A New Cognito defendeu que Angola precisa de evoluir de uma digitalização fragmentada para um modelo de inteligência económica coordenada, capaz de transformar dados, Inteligência Artificial (IA) e conectividade em produtividade, competitividade e desenvolvimento sustentável. A posição foi apresentada durante o Fórum Nacional de Inteligência Artificial (FNIA 2026), realizado em Luanda.
Na conferência, subordinada ao tema “Inteligência Artificial, Dados e o Futuro da Economia Digital”, o CEO da New Cognito, Sérgio Lopes, afirmou que a IA deve deixar de ser vista apenas como uma tecnologia emergente para assumir um papel estratégico no desenvolvimento económico e na competitividade das organizações.
“O tema já não é apenas tecnologia. O tema é competitividade, soberania e desenvolvimento. A Inteligência Artificial só gerará impacto real se fizer parte de uma estratégia integrada, assente em dados de qualidade, conectividade, talento e modelos de governação capazes de transformar inovação em produtividade e crescimento económico”, afirmou.
Segundo o responsável, Angola reúne condições para acelerar a transformação digital, mas esse processo exige mais do que a adopção de novas tecnologias. Na sua visão, é necessário estruturar os dados, desenvolver competências, reforçar as infra-estruturas digitais e criar modelos de governação capazes de converter informação em inteligência e inteligência em valor para a economia.
A importância dos dados também esteve em destaque na intervenção de Hélio Santana, Director de Serviços ao Cliente da New Cognito, durante a mesa-redonda “Data & AI Leadership – Como Transformar Dados em Decisões e Impacto de Negócio”.
O especialista defendeu que o sucesso dos projectos de Inteligência Artificial depende da qualidade dos dados, da maturidade digital das organizações e da existência de uma estratégia alinhada com os objectivos do negócio.
“Os dados só podem ser considerados o novo petróleo se forem dados confiáveis.
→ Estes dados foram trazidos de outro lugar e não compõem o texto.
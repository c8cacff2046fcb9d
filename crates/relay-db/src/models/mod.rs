//! Database models, one module per table.

pub mod outbox_event;
pub mod processed_event;
pub mod transaction;
pub mod transaction_history;
pub mod webhook_delivery;
pub mod webhook_subscription;

pub use outbox_event::OutboxEvent;
pub use processed_event::ProcessedEvent;
pub use transaction::{CreateTransaction, StatusCount, Transaction};
pub use transaction_history::{NewHistoryEntry, TransactionHistory, TransitionCount};
pub use webhook_delivery::{CreateWebhookDelivery, WebhookDelivery};
pub use webhook_subscription::{CreateWebhookSubscription, UpdateWebhookSubscription, WebhookSubscription};
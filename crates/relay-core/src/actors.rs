//! Actor tags recorded in transaction history entries.

/// Generic system actor for request-path transitions.
pub const SYSTEM: &str = "SYSTEM";
/// Monitor sweep transitions.
pub const SYSTEM_MONITOR: &str = "SYSTEM_MONITOR";
/// Automatic retry attempts.
pub const SYSTEM_RETRY: &str = "SYSTEM_RETRY";
/// Recovery of transactions found in a problematic state.
pub const SYSTEM_RECOVERY: &str = "SYSTEM_RECOVERY";
/// Automatic reconciliation decisions.
pub const SYSTEM_RECONCILIATION: &str = "SYSTEM_RECONCILIATION";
Antes de adoptar Inteligência Artificial, as organizações precisam de garantir que possuem processos estruturados, dados integrados, pessoas capacitadas e uma estratégia alinhada com o negócio”, sublinhou.
A participação da New Cognito no FNIA 2026 incluiu ainda uma masterclass conduzida por Celso Rodrigues, Director de Consultoria, Governação, Risco e Conformidade da empresa, dedicada ao tema “Transformação Digital: Da Estratégia à Execução”.
Durante a sessão, dirigida a administradores, gestores e líderes de transformação digital, foram abordados temas como liderança digital, gestão da mudança, escalabilidade da Inteligência Artificial, modelos operacionais digitais e a construção de organizações orientadas para a IA.
Segundo Celso Rodrigues, a transformação digital exige uma mudança profunda na forma como as organizações trabalham e tomam decisões.
“A transformação digital não acontece apenas através da implementação de tecnologia. É um processo que exige líderes preparados para gerir a mudança, tomar decisões estratégicas e criar organizações capazes de integrar as tecnologias emergentes de forma sustentável e alinhada com os objectivos do negócio”, afirmou.
Com a sua participação no FNIA 2026, a New Cognito reforçou o seu posicionamento como parceira estratégica da transformação digital em Angola, defendendo uma abordagem integrada que coloca os dados, a governação, as pessoas e a Inteligência Artificial no centro da modernização das organizações e do desenvolvimento da economia digital.